Die letzte Etappe der Saecularisierung ist dann bei Vergil erreicht, wenn er Pil. (Pic. erwähnt er nirgends, sondern nur Picus) in den [1372] Stammbaum der Könige von Ardea einfügt. Merkwürdig ist dabei das Schwanken des Dichters, der IX 3 Pil. als parens, X 75 als avus X 619 als quartus pater, d. h. als abavus des Turnus bezeichnet. was Scrv. Aen. X 619 durch die übliche Annahme zweier Pil. auszugleichen sucht. Doch scheint auch Vergil noch an die Göttlichkeit des Pil. erinnern zu wollen, wenn er IX 3 sagt: luco tum forte parentis Pilumni Turnus sacrata valle sedebat, und XII 83 die Rosse des Pil. als Geschenk der Orithyia (wohl in Erinnerung an die von Boreas gezeugten Rosse des Erichthonios Hom. Il. XX 219ff.) bezeichnet werden.

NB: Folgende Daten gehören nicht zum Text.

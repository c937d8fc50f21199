//! Validated node axes and their periodic working layout.

use super::common::wrap_periodic;
use crate::error::{GridSplineError, Result};

/// Ghost nodes added on each side of a periodic axis.
const GHOST: usize = 2;

/// Strictly increasing node coordinates along one axis, optionally periodic.
#[derive(Debug, Clone, PartialEq)]
pub struct Grid {
    nodes: Vec<f64>,
    period: Option<f64>,
}

impl Grid {
    /// A non-periodic axis.
    pub fn new(nodes: &[f64]) -> Result<Self> {
        validate_nodes(nodes)?;
        Ok(Self {
            nodes: nodes.to_vec(),
            period: None,
        })
    }

    /// A periodic axis. The nodes may not span more than one period.
    pub fn periodic(nodes: &[f64], period: f64) -> Result<Self> {
        validate_nodes(nodes)?;
        if !period.is_finite() || period <= 0.0 {
            return Err(GridSplineError::invalid_parameter(
                "period",
                format!("must be positive and finite, got {}", period),
            ));
        }
        let span = nodes[nodes.len() - 1] - nodes[0];
        if span > period + period_tolerance(nodes, period) {
            return Err(GridSplineError::InvalidGrid {
                message: format!("nodes span {} which exceeds the period {}", span, period),
            });
        }
        Ok(Self {
            nodes: nodes.to_vec(),
            period: Some(period),
        })
    }

    /// A periodic or non-periodic axis depending on `period`.
    pub fn with_period(nodes: &[f64], period: Option<f64>) -> Result<Self> {
        match period {
            Some(p) => Self::periodic(nodes, p),
            None => Self::new(nodes),
        }
    }

    pub fn nodes(&self) -> &[f64] {
        &self.nodes
    }

    pub fn len(&self) -> usize {
        self.nodes.len()
    }

    pub fn is_empty(&self) -> bool {
        self.nodes.is_empty()
    }

    pub fn period(&self) -> Option<f64> {
        self.period
    }

    pub fn is_periodic(&self) -> bool {
        self.period.is_some()
    }

    /// First and last node.
    pub fn bounds(&self) -> (f64, f64) {
        (self.nodes[0], self.nodes[self.nodes.len() - 1])
    }

    /// Number of distinct nodes in one period.
    ///
    /// A trailing node one period above the first repeats the first node and is
    /// not counted.
    pub fn distinct_len(&self) -> usize {
        match self.period {
            Some(p) => {
                let n = self.nodes.len();
                let (first, last) = self.bounds();
                if n > 2 && (last - (first + p)).abs() <= period_tolerance(&self.nodes, p) {
                    n - 1
                } else {
                    n
                }
            }
            None => self.nodes.len(),
        }
    }

    pub(crate) fn layout(&self) -> AxisLayout {
        let Some(period) = self.period else {
            let (lower, upper) = self.bounds();
            return AxisLayout {
                nodes: self.nodes.clone(),
                source: (0..self.nodes.len()).collect(),
                len: self.nodes.len(),
                lower,
                upper,
                period: None,
            };
        };

        let m = self.distinct_len() as isize;
        let ghost = GHOST as isize;
        let mut nodes = Vec::with_capacity((m + 2 * ghost) as usize);
        let mut source = Vec::with_capacity(nodes.capacity());
        for j in -ghost..m + ghost {
            let src = j.rem_euclid(m) as usize;
            nodes.push(self.nodes[src] + j.div_euclid(m) as f64 * period);
            source.push(src);
        }
        AxisLayout {
            nodes,
            source,
            len: self.nodes.len(),
            lower: self.nodes[0],
            upper: self.nodes[0] + period,
            period: Some(period),
        }
    }
}

fn validate_nodes(nodes: &[f64]) -> Result<()> {
    if nodes.len() < 2 {
        return Err(GridSplineError::InvalidGrid {
            message: format!("an axis needs at least 2 nodes, got {}", nodes.len()),
        });
    }
    if let Some(bad) = nodes.iter().find(|v| !v.is_finite()) {
        return Err(GridSplineError::InvalidGrid {
            message: format!("node coordinates must be finite, got {}", bad),
        });
    }
    if let Some(i) = nodes.windows(2).position(|w| w[1] <= w[0]) {
        return Err(GridSplineError::InvalidGrid {
            message: format!(
                "nodes must be strictly increasing, but node {} ({}) follows {}",
                i + 1,
                nodes[i + 1],
                nodes[i]
            ),
        });
    }
    Ok(())
}

fn period_tolerance(nodes: &[f64], period: f64) -> f64 {
    1e-12 * period.max(nodes[0].abs()).max(nodes[nodes.len() - 1].abs())
}

/// Working node layout of one axis, with ghost nodes for periodic axes.
#[derive(Debug, Clone)]
pub(crate) struct AxisLayout {
    /// Working node coordinates.
    pub nodes: Vec<f64>,
    /// User node index behind each working node.
    pub source: Vec<usize>,
    /// Number of user nodes.
    pub len: usize,
    /// Lower bound of the domain.
    pub lower: f64,
    /// Upper bound of the domain (exclusive on periodic axes).
    pub upper: f64,
    pub period: Option<f64>,
}

impl AxisLayout {
    /// Map a query into the working range, or classify it as below or above
    /// the domain.
    pub fn place(&self, x: f64) -> Placement {
        match self.period {
            Some(p) => Placement::Inside(wrap_periodic(x, self.lower, p)),
            None if x < self.lower => Placement::Below(x),
            None if x > self.upper => Placement::Above(x),
            None => Placement::Inside(x),
        }
    }

    /// Add working-node adjoints onto the user nodes they came from.
    pub fn fold_nodes(&self, working: &[f64], user: &mut [f64]) {
        for (&src, &bar) in self.source.iter().zip(working) {
            user[src] += bar;
        }
    }
}

/// Where a query falls relative to an axis domain.
#[derive(Debug, Clone, Copy, PartialEq)]
pub(crate) enum Placement {
    Below(f64),
    Inside(f64),
    Above(f64),
}

impl Placement {
    pub fn coordinate(self) -> f64 {
        match self {
            Placement::Below(x) | Placement::Inside(x) | Placement::Above(x) => x,
        }
    }
}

Literatur: Preller-Jordan Röm. Myth.³ I 375ff. De Marchi A. Il. culto privato di Roma antica (Mailand 1896) I 161. 166. E. Samter N. Jahrb. XV (1905); Geburt, Hochzeit und Tod (1911) 29ff. Wissowa Religion² 244 mit Anm. 1-3. 423, 1. Myth. Lex. s. Pil.; Indigitamenta 213-215. H. J. Rose Primitive culture in Italy 133.

  1. Daß so und nicht nach obst. zu interpungieren ist, ergibt sich mit Wahrscheinlichkeit daraus, daß Varro offenbar ein etymologisches Wortspiel obstetrix a statuendo in terra beabsichtigt. Die sublatio durch den Vater ging also dieser Prüfung voran.